Given the records below, would you repeat exactly the lines that begin at the one containing "match current.next[(byte - current.min)" and end at the one containing "whenever the removal", inclusive?

──────── EXERCISE INPUTS ────────

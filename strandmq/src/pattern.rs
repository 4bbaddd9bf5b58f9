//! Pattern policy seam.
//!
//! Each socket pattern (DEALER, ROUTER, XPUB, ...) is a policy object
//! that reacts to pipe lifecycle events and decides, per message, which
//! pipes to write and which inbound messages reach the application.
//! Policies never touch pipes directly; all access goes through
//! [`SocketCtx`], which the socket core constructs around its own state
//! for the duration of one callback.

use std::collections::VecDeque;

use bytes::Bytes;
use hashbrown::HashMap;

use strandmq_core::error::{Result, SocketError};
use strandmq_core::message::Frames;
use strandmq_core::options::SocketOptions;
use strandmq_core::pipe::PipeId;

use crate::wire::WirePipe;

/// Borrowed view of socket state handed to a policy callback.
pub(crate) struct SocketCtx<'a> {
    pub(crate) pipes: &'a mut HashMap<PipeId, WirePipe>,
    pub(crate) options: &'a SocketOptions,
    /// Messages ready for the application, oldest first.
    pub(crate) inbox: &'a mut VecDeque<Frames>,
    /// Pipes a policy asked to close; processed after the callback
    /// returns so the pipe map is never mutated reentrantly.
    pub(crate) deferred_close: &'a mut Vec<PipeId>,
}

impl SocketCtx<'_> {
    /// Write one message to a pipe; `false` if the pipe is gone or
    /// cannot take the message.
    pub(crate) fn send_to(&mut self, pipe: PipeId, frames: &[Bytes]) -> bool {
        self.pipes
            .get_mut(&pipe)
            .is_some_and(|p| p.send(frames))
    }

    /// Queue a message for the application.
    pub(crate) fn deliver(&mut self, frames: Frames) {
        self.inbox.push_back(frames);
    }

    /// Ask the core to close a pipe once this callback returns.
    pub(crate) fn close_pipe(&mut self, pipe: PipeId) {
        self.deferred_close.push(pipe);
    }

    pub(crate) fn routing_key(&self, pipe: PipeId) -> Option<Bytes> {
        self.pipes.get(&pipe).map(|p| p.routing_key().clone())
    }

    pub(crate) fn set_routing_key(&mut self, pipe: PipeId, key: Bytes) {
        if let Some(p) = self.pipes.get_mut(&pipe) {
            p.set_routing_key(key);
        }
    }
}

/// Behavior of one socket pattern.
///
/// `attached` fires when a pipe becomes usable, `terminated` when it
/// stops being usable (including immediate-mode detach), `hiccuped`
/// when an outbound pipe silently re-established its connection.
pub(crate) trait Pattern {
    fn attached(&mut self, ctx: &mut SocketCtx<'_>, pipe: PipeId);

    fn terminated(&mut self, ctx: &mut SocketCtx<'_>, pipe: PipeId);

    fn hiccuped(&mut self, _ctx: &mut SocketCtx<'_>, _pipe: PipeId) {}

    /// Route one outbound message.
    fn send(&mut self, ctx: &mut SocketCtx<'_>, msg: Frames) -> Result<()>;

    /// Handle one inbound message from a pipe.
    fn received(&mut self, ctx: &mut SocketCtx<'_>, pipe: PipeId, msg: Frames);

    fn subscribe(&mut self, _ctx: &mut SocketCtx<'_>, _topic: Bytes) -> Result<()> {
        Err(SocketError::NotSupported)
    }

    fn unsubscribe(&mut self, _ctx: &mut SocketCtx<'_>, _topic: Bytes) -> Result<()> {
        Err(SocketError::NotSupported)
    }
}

────────
──────── EXERCISE INPUTS ────────

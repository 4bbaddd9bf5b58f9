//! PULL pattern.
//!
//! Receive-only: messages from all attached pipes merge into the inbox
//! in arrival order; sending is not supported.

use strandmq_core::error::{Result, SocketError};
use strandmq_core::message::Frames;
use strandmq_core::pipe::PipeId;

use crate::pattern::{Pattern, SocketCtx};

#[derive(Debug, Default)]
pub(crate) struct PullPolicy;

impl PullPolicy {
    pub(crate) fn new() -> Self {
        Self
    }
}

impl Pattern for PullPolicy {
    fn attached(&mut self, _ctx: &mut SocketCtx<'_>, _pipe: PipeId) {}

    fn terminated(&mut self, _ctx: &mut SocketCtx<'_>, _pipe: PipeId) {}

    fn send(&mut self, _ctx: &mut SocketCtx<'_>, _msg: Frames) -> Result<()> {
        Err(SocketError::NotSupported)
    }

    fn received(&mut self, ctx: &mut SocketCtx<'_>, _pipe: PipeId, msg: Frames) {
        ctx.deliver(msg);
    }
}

────────
──────── EXERCISE INPUTS ────────

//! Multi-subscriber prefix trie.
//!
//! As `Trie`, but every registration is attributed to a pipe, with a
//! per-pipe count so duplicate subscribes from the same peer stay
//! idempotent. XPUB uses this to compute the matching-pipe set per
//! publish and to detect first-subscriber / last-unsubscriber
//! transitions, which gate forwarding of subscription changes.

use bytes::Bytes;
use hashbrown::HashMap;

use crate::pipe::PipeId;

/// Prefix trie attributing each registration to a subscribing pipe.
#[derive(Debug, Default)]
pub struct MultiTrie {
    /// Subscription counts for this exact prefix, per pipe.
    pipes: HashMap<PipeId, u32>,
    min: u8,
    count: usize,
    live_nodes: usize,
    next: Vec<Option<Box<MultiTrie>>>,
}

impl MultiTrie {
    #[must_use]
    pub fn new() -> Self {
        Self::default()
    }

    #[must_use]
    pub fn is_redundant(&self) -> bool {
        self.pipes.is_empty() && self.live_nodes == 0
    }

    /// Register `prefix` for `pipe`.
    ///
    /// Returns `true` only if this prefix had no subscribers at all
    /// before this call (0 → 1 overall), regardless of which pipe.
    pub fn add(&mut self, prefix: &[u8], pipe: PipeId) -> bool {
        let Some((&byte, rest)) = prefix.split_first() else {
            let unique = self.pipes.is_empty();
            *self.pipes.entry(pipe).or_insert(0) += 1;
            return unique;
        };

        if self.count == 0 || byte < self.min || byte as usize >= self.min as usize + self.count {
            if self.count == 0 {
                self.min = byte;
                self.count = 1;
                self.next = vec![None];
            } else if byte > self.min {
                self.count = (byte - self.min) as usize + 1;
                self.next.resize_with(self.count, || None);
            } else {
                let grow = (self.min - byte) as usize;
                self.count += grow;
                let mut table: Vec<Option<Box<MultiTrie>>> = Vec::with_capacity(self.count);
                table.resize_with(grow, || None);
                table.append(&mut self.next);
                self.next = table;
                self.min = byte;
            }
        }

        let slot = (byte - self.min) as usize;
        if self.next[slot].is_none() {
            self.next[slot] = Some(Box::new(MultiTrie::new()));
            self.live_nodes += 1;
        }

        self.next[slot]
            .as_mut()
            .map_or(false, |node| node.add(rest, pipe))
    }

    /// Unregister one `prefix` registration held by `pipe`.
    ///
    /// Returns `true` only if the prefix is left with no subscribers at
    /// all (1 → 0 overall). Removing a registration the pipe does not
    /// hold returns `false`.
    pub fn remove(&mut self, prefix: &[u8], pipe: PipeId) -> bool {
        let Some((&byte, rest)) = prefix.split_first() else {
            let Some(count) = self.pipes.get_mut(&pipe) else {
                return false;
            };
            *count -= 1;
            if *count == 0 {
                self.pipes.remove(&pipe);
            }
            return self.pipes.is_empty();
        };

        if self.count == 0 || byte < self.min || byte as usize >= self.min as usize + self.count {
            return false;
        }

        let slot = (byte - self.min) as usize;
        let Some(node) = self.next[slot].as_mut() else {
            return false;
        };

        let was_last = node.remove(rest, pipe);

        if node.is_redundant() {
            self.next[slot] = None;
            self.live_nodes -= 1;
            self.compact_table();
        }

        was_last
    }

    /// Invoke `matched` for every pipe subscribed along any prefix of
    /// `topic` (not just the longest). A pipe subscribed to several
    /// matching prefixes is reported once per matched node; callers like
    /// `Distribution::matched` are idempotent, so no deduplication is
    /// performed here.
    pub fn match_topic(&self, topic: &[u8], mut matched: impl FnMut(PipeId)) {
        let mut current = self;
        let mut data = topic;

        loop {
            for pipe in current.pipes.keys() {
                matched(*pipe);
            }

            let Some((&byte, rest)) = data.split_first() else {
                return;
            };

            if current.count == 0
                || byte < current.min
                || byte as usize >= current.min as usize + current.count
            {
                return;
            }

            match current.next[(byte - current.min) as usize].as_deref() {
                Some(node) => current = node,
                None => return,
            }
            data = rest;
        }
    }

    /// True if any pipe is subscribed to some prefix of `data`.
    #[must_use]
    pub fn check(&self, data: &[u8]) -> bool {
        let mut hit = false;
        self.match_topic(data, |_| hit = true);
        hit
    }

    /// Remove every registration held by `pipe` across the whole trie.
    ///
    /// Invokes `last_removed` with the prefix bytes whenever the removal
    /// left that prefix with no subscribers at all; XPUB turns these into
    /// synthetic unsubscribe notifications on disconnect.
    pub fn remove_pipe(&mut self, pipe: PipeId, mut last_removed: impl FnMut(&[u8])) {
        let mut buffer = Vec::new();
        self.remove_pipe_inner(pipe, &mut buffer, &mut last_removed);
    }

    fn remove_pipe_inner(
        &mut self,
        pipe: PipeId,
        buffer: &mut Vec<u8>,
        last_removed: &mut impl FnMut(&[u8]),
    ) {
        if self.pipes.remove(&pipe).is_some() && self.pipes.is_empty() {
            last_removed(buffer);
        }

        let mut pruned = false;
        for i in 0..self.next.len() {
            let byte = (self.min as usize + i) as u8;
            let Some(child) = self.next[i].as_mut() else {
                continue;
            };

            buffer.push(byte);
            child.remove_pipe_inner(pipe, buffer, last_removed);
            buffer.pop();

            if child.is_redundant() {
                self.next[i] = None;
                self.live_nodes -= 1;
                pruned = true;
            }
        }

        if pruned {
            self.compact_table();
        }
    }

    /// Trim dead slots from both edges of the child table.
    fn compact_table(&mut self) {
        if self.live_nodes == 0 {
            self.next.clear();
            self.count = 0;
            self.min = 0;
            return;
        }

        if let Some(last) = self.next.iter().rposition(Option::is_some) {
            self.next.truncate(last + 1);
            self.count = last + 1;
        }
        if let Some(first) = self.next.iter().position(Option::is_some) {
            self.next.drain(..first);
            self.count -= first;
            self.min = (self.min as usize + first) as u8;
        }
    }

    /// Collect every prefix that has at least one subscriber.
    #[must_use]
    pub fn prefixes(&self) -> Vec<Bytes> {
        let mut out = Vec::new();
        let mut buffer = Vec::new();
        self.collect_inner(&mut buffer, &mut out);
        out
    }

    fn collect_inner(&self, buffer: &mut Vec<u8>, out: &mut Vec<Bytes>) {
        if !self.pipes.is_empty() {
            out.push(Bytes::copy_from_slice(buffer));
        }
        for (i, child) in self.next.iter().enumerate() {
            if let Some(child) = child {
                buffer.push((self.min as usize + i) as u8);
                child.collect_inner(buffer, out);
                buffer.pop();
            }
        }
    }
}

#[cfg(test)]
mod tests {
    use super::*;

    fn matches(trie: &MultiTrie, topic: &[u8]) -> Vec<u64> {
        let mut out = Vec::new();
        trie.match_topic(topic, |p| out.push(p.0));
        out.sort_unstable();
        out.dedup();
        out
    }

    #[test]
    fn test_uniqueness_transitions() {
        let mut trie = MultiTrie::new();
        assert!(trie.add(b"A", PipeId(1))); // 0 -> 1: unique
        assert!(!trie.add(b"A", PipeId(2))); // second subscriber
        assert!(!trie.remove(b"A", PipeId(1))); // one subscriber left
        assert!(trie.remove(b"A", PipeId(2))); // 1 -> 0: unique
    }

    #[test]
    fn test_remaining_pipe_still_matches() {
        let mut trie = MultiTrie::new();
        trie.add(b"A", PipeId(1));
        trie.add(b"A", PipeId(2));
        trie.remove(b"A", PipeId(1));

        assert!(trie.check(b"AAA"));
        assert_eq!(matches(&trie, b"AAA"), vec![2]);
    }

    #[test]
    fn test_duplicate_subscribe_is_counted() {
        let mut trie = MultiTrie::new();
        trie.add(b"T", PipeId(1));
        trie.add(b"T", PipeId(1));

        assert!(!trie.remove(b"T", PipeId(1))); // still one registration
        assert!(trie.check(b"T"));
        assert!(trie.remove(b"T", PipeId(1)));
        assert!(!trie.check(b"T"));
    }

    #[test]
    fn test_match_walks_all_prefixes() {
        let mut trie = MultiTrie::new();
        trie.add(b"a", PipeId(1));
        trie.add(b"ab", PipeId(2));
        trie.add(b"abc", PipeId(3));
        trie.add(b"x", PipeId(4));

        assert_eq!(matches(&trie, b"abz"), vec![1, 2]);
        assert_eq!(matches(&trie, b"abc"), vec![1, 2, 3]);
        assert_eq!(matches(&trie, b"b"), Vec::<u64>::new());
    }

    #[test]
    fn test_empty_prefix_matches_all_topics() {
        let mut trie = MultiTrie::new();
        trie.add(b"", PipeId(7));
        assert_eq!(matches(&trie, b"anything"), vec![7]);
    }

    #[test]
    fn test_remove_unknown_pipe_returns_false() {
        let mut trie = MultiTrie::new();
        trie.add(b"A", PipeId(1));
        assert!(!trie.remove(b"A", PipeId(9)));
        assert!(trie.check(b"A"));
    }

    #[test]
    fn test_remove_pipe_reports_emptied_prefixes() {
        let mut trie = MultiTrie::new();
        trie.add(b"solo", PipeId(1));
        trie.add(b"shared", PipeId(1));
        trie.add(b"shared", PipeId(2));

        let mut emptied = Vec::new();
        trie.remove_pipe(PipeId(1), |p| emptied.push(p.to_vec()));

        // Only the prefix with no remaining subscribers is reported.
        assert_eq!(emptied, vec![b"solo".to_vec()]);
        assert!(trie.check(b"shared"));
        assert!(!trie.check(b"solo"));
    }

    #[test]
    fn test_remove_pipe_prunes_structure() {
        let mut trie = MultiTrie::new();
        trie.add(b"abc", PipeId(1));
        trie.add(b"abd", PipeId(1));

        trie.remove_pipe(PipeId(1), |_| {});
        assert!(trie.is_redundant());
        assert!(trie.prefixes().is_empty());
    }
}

────────

RESULT OF THE EXERCISE
            match current.next[(byte - current.min) as usize].as_deref() {
                Some(node) => current = node,
                None => return,
            }
            data = rest;
        }
    }

    /// True if any pipe is subscribed to some prefix of `data`.
    #[must_use]
    pub fn check(&self, data: &[u8]) -> bool {
        let mut hit = false;
        self.match_topic(data, |_| hit = true);
        hit
    }

    /// Remove every registration held by `pipe` across the whole trie.
    ///
    /// Invokes `last_removed` with the prefix bytes whenever the removal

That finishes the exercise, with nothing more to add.